Al punto 50 della sentenza impugnata, il Tribunale ha concluso «(...) che la procedura di promozione controversa è affetta da una irregolarità costitutiva da un vizio sostanziale, in quanto non è stato effettuato lo scrutinio comparativo dei meriti dell'interessata e dei due dipendenti che comparivano l'anno precedente nell'elenco dei più meritevoli (...)» .
26. Sulla base delle considerazioni che precedono, ritengo quindi che l'esame del «demerito», nella procedura organizzata dalla Guida pratica, non equivalga ad uno «scrutinio comparativo dei meriti» dei candidati ai sensi dell'art. 45 dello Statuto. In particolare, la Commissione non ha dimostrato che l'APN, quando verifica il «demerito» eventuale di un residuato, proceda ad un confronto dei meriti e dei rapporti informativi di tutti i dipendenti che hanno i requisiti per essere promossi.

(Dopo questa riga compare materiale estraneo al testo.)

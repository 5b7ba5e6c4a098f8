// ==========================================
// 配方成本核算系统 - API 层错误类型
// ==========================================
// 职责: 统一 API 层错误面，将仓储/导入/核算错误转换为面向调用方的错误
// ==========================================

use crate::domain::import::RowError;
use crate::engine::costing::CostingError;
use crate::importer::error::ImportError;
use crate::repository::error::RepositoryError;
use thiserror::Error;

/// API 层错误类型
#[derive(Error, Debug)]
pub enum ApiError {
    // ==========================================
    // 输入与权限
    // ==========================================
    #[error("无效输入: {0}")]
    InvalidInput(String),

    #[error("资源未找到: {0}")]
    NotFound(String),

    #[error("无权访问: {0}")]
    Forbidden(String),

    #[error("配额不足: {0}")]
    QuotaExceeded(String),

    /// 条目校验失败（携带逐字段错误）
    #[error("数据验证失败: {} 项错误", .0.len())]
    ValidationError(Vec<RowError>),

    #[error("业务规则违反: {0}")]
    BusinessRuleViolation(String),

    // ==========================================
    // 核算
    // ==========================================
    #[error("成本核算失败: {0}")]
    CostingError(String),

    // ==========================================
    // 数据访问
    // ==========================================
    #[error("数据库错误: {0}")]
    DatabaseError(String),

    #[error("数据库连接失败: {0}")]
    DatabaseConnectionError(String),

    // ==========================================
    // 导入
    // ==========================================
    #[error("文件导入失败: {0}")]
    ImportError(String),

    // ==========================================
    // 通用
    // ==========================================
    #[error("内部错误: {0}")]
    InternalError(String),

    #[error(transparent)]
    Other(#[from] anyhow::Error),
}

// ==========================================
// 从 RepositoryError 转换
// ==========================================
impl From<RepositoryError> for ApiError {
    fn from(err: RepositoryError) -> Self {
        match err {
            RepositoryError::NotFound { entity, id } => {
                ApiError::NotFound(format!("{}(id={})不存在", entity, id))
            }
            RepositoryError::DatabaseConnectionError(msg) => ApiError::DatabaseConnectionError(msg),
            RepositoryError::LockError(msg) => {
                ApiError::DatabaseConnectionError(format!("数据库锁获取失败: {}", msg))
            }
            RepositoryError::DatabaseTransactionError(msg)
            | RepositoryError::DatabaseQueryError(msg) => ApiError::DatabaseError(msg),
            RepositoryError::UniqueConstraintViolation(msg) => {
                ApiError::BusinessRuleViolation(format!("唯一约束违反: {}", msg))
            }
            RepositoryError::ForeignKeyViolation(msg) => {
                ApiError::BusinessRuleViolation(format!("外键约束违反: {}", msg))
            }
            RepositoryError::FieldValueError { field, message } => {
                ApiError::InvalidInput(format!("字段{}错误: {}", field, message))
            }
            RepositoryError::InternalError(msg) => ApiError::InternalError(msg),
            RepositoryError::Other(err) => ApiError::Other(err),
        }
    }
}

// ==========================================
// 从 ImportError 转换
// ==========================================
impl From<ImportError> for ApiError {
    fn from(err: ImportError) -> Self {
        match err {
            ImportError::Repository(repo_err) => ApiError::from(repo_err),
            ImportError::MissingSourceUrl(id) => {
                ApiError::InvalidInput(format!("价格库(id={})没有远程来源地址", id))
            }
            ImportError::Other(err) => ApiError::Other(err),
            other => ApiError::ImportError(other.to_string()),
        }
    }
}

// ==========================================
// 从 CostingError 转换
// ==========================================
impl From<CostingError> for ApiError {
    fn from(err: CostingError) -> Self {
        match err {
            CostingError::CatalogItemNotFound { catalog_item_id } => {
                ApiError::NotFound(format!("PriceItem(id={})不存在", catalog_item_id))
            }
            CostingError::UnresolvedConversions(ref unresolved) => {
                let lines = unresolved
                    .iter()
                    .map(|u| u.to_string())
                    .collect::<Vec<_>>()
                    .join(", ");
                ApiError::CostingError(format!("{}: {}", err, lines))
            }
            CostingError::LineOverflow { .. } | CostingError::TotalsOverflow => {
                ApiError::InvalidInput(err.to_string())
            }
        }
    }
}

/// Result 类型别名
pub type ApiResult<T> = Result<T, ApiError>;

#[cfg(test)]
mod tests {
    use super::*;
    use crate::engine::costing::UnresolvedConversion;

    #[test]
    fn test_repository_not_found_maps_to_not_found() {
        let err: ApiError = RepositoryError::not_found("Workbook", 7).into();
        assert!(matches!(err, ApiError::NotFound(msg) if msg.contains("Workbook(id=7)")));
    }

    #[test]
    fn test_import_error_unwraps_repository_error() {
        let err: ApiError = ImportError::Repository(RepositoryError::not_found("PriceDatabase", 3)).into();
        assert!(matches!(err, ApiError::NotFound(_)));

        let err: ApiError = ImportError::UnsupportedFormat("pdf".to_string()).into();
        assert!(matches!(err, ApiError::ImportError(_)));
    }

    #[test]
    fn test_unresolved_conversions_lists_lines() {
        let err: ApiError = CostingError::UnresolvedConversions(vec![UnresolvedConversion {
            line_index: 1,
            catalog_item_id: 4,
            from_unit: "liter".to_string(),
            to_unit: "kilogram".to_string(),
        }])
        .into();

        match err {
            ApiError::CostingError(msg) => assert!(msg.contains("#2 (item 4): liter -> kilogram")),
            other => panic!("unexpected error: {:?}", other),
        }
    }

    #[test]
    fn test_costing_overflow_maps_to_invalid_input() {
        let err: ApiError = CostingError::LineOverflow { line_index: 2 }.into();
        assert!(matches!(err, ApiError::InvalidInput(msg) if msg.contains("#3")));

        let err: ApiError = CostingError::TotalsOverflow.into();
        assert!(matches!(err, ApiError::InvalidInput(_)));
    }
}
// ==========================================
// 配方成本核算系统 - 成本核算引擎
// ==========================================
// 职责: 配方明细 → 成本拆解 + 建议售价 + 实际利润率反推
// 输入: 核算参数 + 明细行 + 价格条目查询 + 单位换算
// 输出: CostBreakdown（每次现算）
// ==========================================
// 红线: 单行换算失败不得中断整体核算（默认按 1:1 计价并标注）
// 并发: 各行换算并发执行，汇总按行序
// ==========================================

use crate::domain::catalog::CatalogItem;
use crate::domain::costing::{CostBreakdown, LineConversion, LineCost};
use crate::domain::workbook::{WorkbookLine, WorkbookParams};
use crate::engine::conversion::UnitConverter;
use crate::engine::unit_catalog::normalize_unit_code;
use crate::i18n;
use futures::future::join_all;
use rust_decimal::Decimal;
use std::collections::HashMap;
use std::fmt;
use thiserror::Error;
use tracing::{debug, instrument, warn};

/// 重量汇总的基准单位
pub const WEIGHT_UNIT: &str = "gram";

// ==========================================
// CostingError - 核算错误
// ==========================================
#[derive(Error, Debug, Clone, PartialEq)]
pub enum CostingError {
    #[error("价格条目不存在: catalog_item_id={catalog_item_id}")]
    CatalogItemNotFound { catalog_item_id: i64 },

    #[error("存在 {} 行无法完成单位换算", .0.len())]
    UnresolvedConversions(Vec<UnresolvedConversion>),

    #[error("明细行 #{} 金额计算溢出", .line_index + 1)]
    LineOverflow { line_index: usize },

    #[error("汇总金额计算溢出")]
    TotalsOverflow,
}

pub type CostingResult<T> = Result<T, CostingError>;

/// 换算未解决的明细行
#[derive(Debug, Clone, PartialEq, Eq)]
pub struct UnresolvedConversion {
    pub line_index: usize,
    pub catalog_item_id: i64,
    pub from_unit: String,
    pub to_unit: String,
}

impl fmt::Display for UnresolvedConversion {
    fn fmt(&self, f: &mut fmt::Formatter<'_>) -> fmt::Result {
        write!(
            f,
            "#{} (item {}): {} -> {}",
            self.line_index + 1,
            self.catalog_item_id,
            self.from_unit,
            self.to_unit
        )
    }
}

// ==========================================
// FallbackPolicy - 换算不可用时的计价策略
// ==========================================
#[derive(Debug, Clone, Copy, PartialEq, Eq, Default)]
pub enum FallbackPolicy {
    /// 按 1:1 计价并标注未核实
    #[default]
    AssumeOneToOne,
    /// 拒绝核算
    Reject,
}

impl FallbackPolicy {
    pub fn to_db_str(self) -> &'static str {
        match self {
            FallbackPolicy::AssumeOneToOne => "ASSUME_ONE_TO_ONE",
            FallbackPolicy::Reject => "REJECT",
        }
    }

    pub fn from_db_str(value: &str) -> Option<Self> {
        match value.trim().to_uppercase().as_str() {
            "ASSUME_ONE_TO_ONE" => Some(FallbackPolicy::AssumeOneToOne),
            "REJECT" => Some(FallbackPolicy::Reject),
            _ => None,
        }
    }
}

// ==========================================
// CatalogLookup Trait - 价格条目查询
// ==========================================
pub trait CatalogLookup: Sync {
    fn find_item(&self, catalog_item_id: i64) -> Option<&CatalogItem>;
}

impl CatalogLookup for HashMap<i64, CatalogItem> {
    fn find_item(&self, catalog_item_id: i64) -> Option<&CatalogItem> {
        self.get(&catalog_item_id)
    }
}

impl CatalogLookup for [CatalogItem] {
    fn find_item(&self, catalog_item_id: i64) -> Option<&CatalogItem> {
        self.iter().find(|item| item.id == catalog_item_id)
    }
}

impl CatalogLookup for Vec<CatalogItem> {
    fn find_item(&self, catalog_item_id: i64) -> Option<&CatalogItem> {
        self.as_slice().find_item(catalog_item_id)
    }
}

// ==========================================
// CostingEngine
// ==========================================
#[derive(Debug, Clone)]
pub struct CostingEngine {
    policy: FallbackPolicy,
    locale: String,
}

impl Default for CostingEngine {
    fn default() -> Self {
        Self::new(FallbackPolicy::default())
    }
}

impl CostingEngine {
    pub fn new(policy: FallbackPolicy) -> Self {
        Self {
            policy,
            locale: i18n::DEFAULT_LOCALE.to_string(),
        }
    }

    /// 换算说明使用的语言
    pub fn with_locale(mut self, locale: impl Into<String>) -> Self {
        self.locale = locale.into();
        self
    }

    pub fn policy(&self) -> FallbackPolicy {
        self.policy
    }

    /// 核算配方
    #[instrument(skip_all, fields(lines = lines.len(), policy = ?self.policy))]
    pub async fn compute<L>(
        &self,
        params: &WorkbookParams,
        lines: &[WorkbookLine],
        catalog: &L,
        converter: &dyn UnitConverter,
    ) -> CostingResult<CostBreakdown>
    where
        L: CatalogLookup + ?Sized,
    {
        // 1. 解析价格条目（数据完整性问题直接报错）
        let mut resolved = Vec::with_capacity(lines.len());
        for line in lines {
            let item = catalog.find_item(line.catalog_item_id).ok_or(
                CostingError::CatalogItemNotFound {
                    catalog_item_id: line.catalog_item_id,
                },
            )?;
            resolved.push((line, item));
        }

        // 2. 各行并发换算（价格换算与重量换算同时进行）
        let priced = join_all(
            resolved
                .into_iter()
                .enumerate()
                .map(|(idx, (line, item))| self.price_line(idx, line, item, converter)),
        )
        .await
        .into_iter()
        .collect::<CostingResult<Vec<LineCost>>>()?;

        // 3. 策略检查
        if self.policy == FallbackPolicy::Reject {
            let unresolved: Vec<UnresolvedConversion> = priced
                .iter()
                .enumerate()
                .filter(|(_, cost)| cost.conversion == LineConversion::AssumedOneToOne)
                .map(|(idx, cost)| UnresolvedConversion {
                    line_index: idx,
                    catalog_item_id: cost.catalog_item_id,
                    from_unit: cost.original_unit.clone(),
                    to_unit: cost.unit_used.clone(),
                })
                .collect();

            if !unresolved.is_empty() {
                warn!(count = unresolved.len(), "存在无法换算的明细行，拒绝核算");
                return Err(CostingError::UnresolvedConversions(unresolved));
            }
        }

        // 4. 汇总
        aggregate(params, priced)
    }

    async fn price_line(
        &self,
        line_index: usize,
        line: &WorkbookLine,
        item: &CatalogItem,
        converter: &dyn UnitConverter,
    ) -> CostingResult<LineCost> {
        let same_unit = normalize_unit_code(&line.unit) == normalize_unit_code(&item.unit);

        let factor_fut = async {
            if same_unit {
                None
            } else {
                converter.convert(Decimal::ONE, &item.unit, &line.unit).await
            }
        };
        let weight_fut = converter.convert(line.quantity, &line.unit, WEIGHT_UNIT);
        let (factor, weight_grams) = futures::join!(factor_fut, weight_fut);

        let (conversion, unit_price) = if same_unit {
            (LineConversion::SameUnit, item.price)
        } else {
            match factor
                .filter(|f| !f.is_zero())
                .and_then(|f| item.price.checked_div(f).map(|p| (f, p)))
            {
                Some((factor, price_per_line_unit)) => {
                    (LineConversion::Converted { factor }, price_per_line_unit)
                }
                None => (LineConversion::AssumedOneToOne, item.price),
            }
        };

        let conversion_note = match conversion {
            LineConversion::SameUnit => String::new(),
            LineConversion::Converted { factor } => i18n::tr(
                &self.locale,
                "costing.note_converted",
                &[
                    ("from", item.unit.as_str()),
                    ("factor", &factor.normalize().to_string()),
                    ("to", line.unit.as_str()),
                ],
            ),
            LineConversion::AssumedOneToOne => {
                warn!(
                    catalog_item_id = item.id,
                    from = %item.unit,
                    to = %line.unit,
                    "单位换算不可用，按 1:1 计价"
                );
                i18n::tr(
                    &self.locale,
                    "costing.note_assumed_one_to_one",
                    &[("from", item.unit.as_str()), ("to", line.unit.as_str())],
                )
            }
        };

        let calculated_cost = unit_price
            .checked_mul(line.quantity)
            .and_then(|cost| cost.checked_add(line.additional_cost))
            .ok_or_else(|| {
                warn!(line_index, catalog_item_id = item.id, "明细行金额溢出");
                CostingError::LineOverflow { line_index }
            })?;

        debug!(
            catalog_item_id = item.id,
            calculated_cost = %calculated_cost,
            weight_grams = ?weight_grams,
            "明细行核算完成"
        );

        Ok(LineCost {
            line_id: line.id,
            catalog_item_id: item.id,
            product_name: item.product.clone(),
            original_price: item.price,
            original_unit: item.unit.clone(),
            quantity_used: line.quantity,
            unit_used: line.unit.clone(),
            additional_cost: line.additional_cost,
            calculated_cost,
            weight_grams,
            conversion,
            conversion_note,
        })
    }
}

/// 汇总明细行，计算成本、售价与实际利润率
///
/// 任一中间金额超出 Decimal 范围时返回 `TotalsOverflow`
pub fn aggregate(params: &WorkbookParams, lines: Vec<LineCost>) -> CostingResult<CostBreakdown> {
    let add = |a: Decimal, b: Decimal| a.checked_add(b).ok_or(CostingError::TotalsOverflow);
    let mul = |a: Decimal, b: Decimal| a.checked_mul(b).ok_or(CostingError::TotalsOverflow);

    let mut production_cost = Decimal::ZERO;
    let mut additional_cost = Decimal::ZERO;
    let mut total_weight_grams = Decimal::ZERO;

    for line in &lines {
        let material = line
            .calculated_cost
            .checked_sub(line.additional_cost)
            .ok_or(CostingError::TotalsOverflow)?;
        production_cost = add(production_cost, material)?;
        additional_cost = add(additional_cost, line.additional_cost)?;
        if let Some(grams) = line.weight_grams {
            total_weight_grams = add(total_weight_grams, grams)?;
        }
    }

    let units = params.production_units;
    let per_unit = |value: Decimal| -> CostingResult<Decimal> {
        if units > Decimal::ZERO {
            value.checked_div(units).ok_or(CostingError::TotalsOverflow)
        } else {
            Ok(Decimal::ZERO)
        }
    };

    let direct_cost = add(production_cost, additional_cost)?;
    let operational_cost = add(
        mul(direct_cost, params.operational_cost_percentage)?,
        params.operational_cost_fixed,
    )?;
    let subtotal_cost = add(direct_cost, operational_cost)?;
    let tax_amount = mul(subtotal_cost, params.tax_percentage)?;
    let total_cost = add(subtotal_cost, tax_amount)?;
    let unit_cost = per_unit(total_cost)?;

    // 成本加成口径
    let suggested_price = mul(unit_cost, add(Decimal::ONE, params.profit_margin_percentage)?)?;

    let actual_profit_margin = params
        .target_sale_price
        .filter(|target| *target > Decimal::ZERO)
        .map(|target| {
            if unit_cost > Decimal::ZERO {
                target
                    .checked_div(unit_cost)
                    .map(|ratio| ratio - Decimal::ONE)
                    .unwrap_or(Decimal::ONE)
            } else {
                // 成本为零时约定为 100%
                Decimal::ONE
            }
        });

    Ok(CostBreakdown {
        total_weight_grams,
        unit_weight: per_unit(total_weight_grams)?,
        production_cost,
        additional_cost,
        operational_cost,
        subtotal_cost,
        tax_amount,
        total_cost,
        unit_cost,
        suggested_price,
        actual_profit_margin,
        lines,
    })
}
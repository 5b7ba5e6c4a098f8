// ==========================================
// 配方成本核算系统 - 核算结果模型
// ==========================================
// 红线: 每次请求现算，不缓存、不落库
//       （上游价格修改必须立即反映到核算结果）
// ==========================================

use crate::domain::workbook::{EntityStatus, Workbook, WorkbookParams};
use chrono::{DateTime, Utc};
use rust_decimal::Decimal;
use serde::Serialize;

// ==========================================
// LineConversion - 单行单位换算结论
// ==========================================
#[derive(Debug, Clone, Copy, PartialEq, Eq, Serialize)]
#[serde(tag = "kind", rename_all = "SCREAMING_SNAKE_CASE")]
pub enum LineConversion {
    /// 配方单位与价格单位一致
    SameUnit,
    /// 已换算：1 个价格单位 = factor 个配方单位
    Converted { factor: Decimal },
    /// 换算不可用，按 1:1 计价（未经核实）
    AssumedOneToOne,
}

// ==========================================
// LineCost - 单行核算明细
// ==========================================
#[derive(Debug, Clone, Serialize)]
#[serde(rename_all = "camelCase")]
pub struct LineCost {
    pub line_id: Option<i64>,
    pub catalog_item_id: i64,
    pub product_name: String,
    pub original_price: Decimal,
    pub original_unit: String,
    pub quantity_used: Decimal,
    pub unit_used: String,
    pub additional_cost: Decimal,

    pub calculated_cost: Decimal,      // 含附加成本
    pub weight_grams: Option<Decimal>, // 无法换算为克时为 None（不计入总重）
    pub conversion: LineConversion,
    pub conversion_note: String, // 可读说明，同单位时为空
}

// ==========================================
// CostBreakdown - 成本拆解
// ==========================================
#[derive(Debug, Clone, Serialize)]
#[serde(rename_all = "camelCase")]
pub struct CostBreakdown {
    // ===== 重量 =====
    pub total_weight_grams: Decimal,
    pub unit_weight: Decimal,

    // ===== 成本 =====
    pub production_cost: Decimal,  // 原料成本（不含附加）
    pub additional_cost: Decimal,  // 附加成本合计
    pub operational_cost: Decimal, // (原料 + 附加) * 比例 + 固定额
    pub subtotal_cost: Decimal,
    pub tax_amount: Decimal,
    pub total_cost: Decimal,
    pub unit_cost: Decimal,

    // ===== 定价 =====
    pub suggested_price: Decimal,
    pub actual_profit_margin: Option<Decimal>, // 仅在设置目标售价时计算

    pub lines: Vec<LineCost>,
}

// ==========================================
// WorkbookDetail - 配方详情（展示层）
// ==========================================
#[derive(Debug, Clone, Serialize)]
#[serde(rename_all = "camelCase")]
pub struct WorkbookDetail {
    pub id: i64,
    pub name: String,
    pub status: EntityStatus,
    #[serde(flatten)]
    pub params: WorkbookParams,
    pub weight_unit: &'static str,
    #[serde(flatten)]
    pub breakdown: CostBreakdown,
}

impl WorkbookDetail {
    pub fn new(workbook: &Workbook, breakdown: CostBreakdown) -> Self {
        Self {
            id: workbook.id,
            name: workbook.name.clone(),
            status: workbook.status,
            params: workbook.params.clone(),
            weight_unit: "g",
            breakdown,
        }
    }
}

// ==========================================
// WorkbookSummary - 配方列表摘要
// ==========================================
#[derive(Debug, Clone, Serialize)]
#[serde(rename_all = "camelCase")]
pub struct WorkbookSummary {
    pub id: i64,
    pub name: String,
    pub selling_price: Decimal,
    pub profit_margin: Decimal,
    pub production_units: Decimal,
    pub status: EntityStatus,
    pub created_at: DateTime<Utc>,
}

impl WorkbookSummary {
    /// 利润率口径：有非零实际利润率时展示实际值，否则展示设定加成率
    pub fn new(workbook: &Workbook, breakdown: &CostBreakdown) -> Self {
        let profit_margin = match breakdown.actual_profit_margin {
            Some(actual) if !actual.is_zero() => actual,
            _ => workbook.params.profit_margin_percentage,
        };

        Self {
            id: workbook.id,
            name: workbook.name.clone(),
            selling_price: breakdown.suggested_price,
            profit_margin,
            production_units: workbook.params.production_units,
            status: workbook.status,
            created_at: workbook.created_at,
        }
    }
}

27. Di conseguenza, la conclusione del Tribunale, in base alla quale il procedimento controverso non garantisce l'osservanza dei requisiti stabiliti dall'art. 45 dello Statuto, non è viziata né da una motivazione contraddittoria né da un errore di diritto.
28. Pertanto propongo alla Corte di respingere il ricorso in quanto non fondato.
Sulle spese
29. Ai sensi degli artt. 69, n. 2, e 118 del regolamento di procedura della Corte la parte soccombente è condannata alle spese se ne è stata fatta domanda. La Commissione è rimasta soccombente e va pertanto condannata alle spese, conformemente alle conclusioni in tal senso della ricorrente.
Conclusione
30. Alla luce della considerazione che precedono, propongo alla Corte di:
1) respingere il ricorso;
2) condannare la Commissione alle spese del presente grado del giudizio.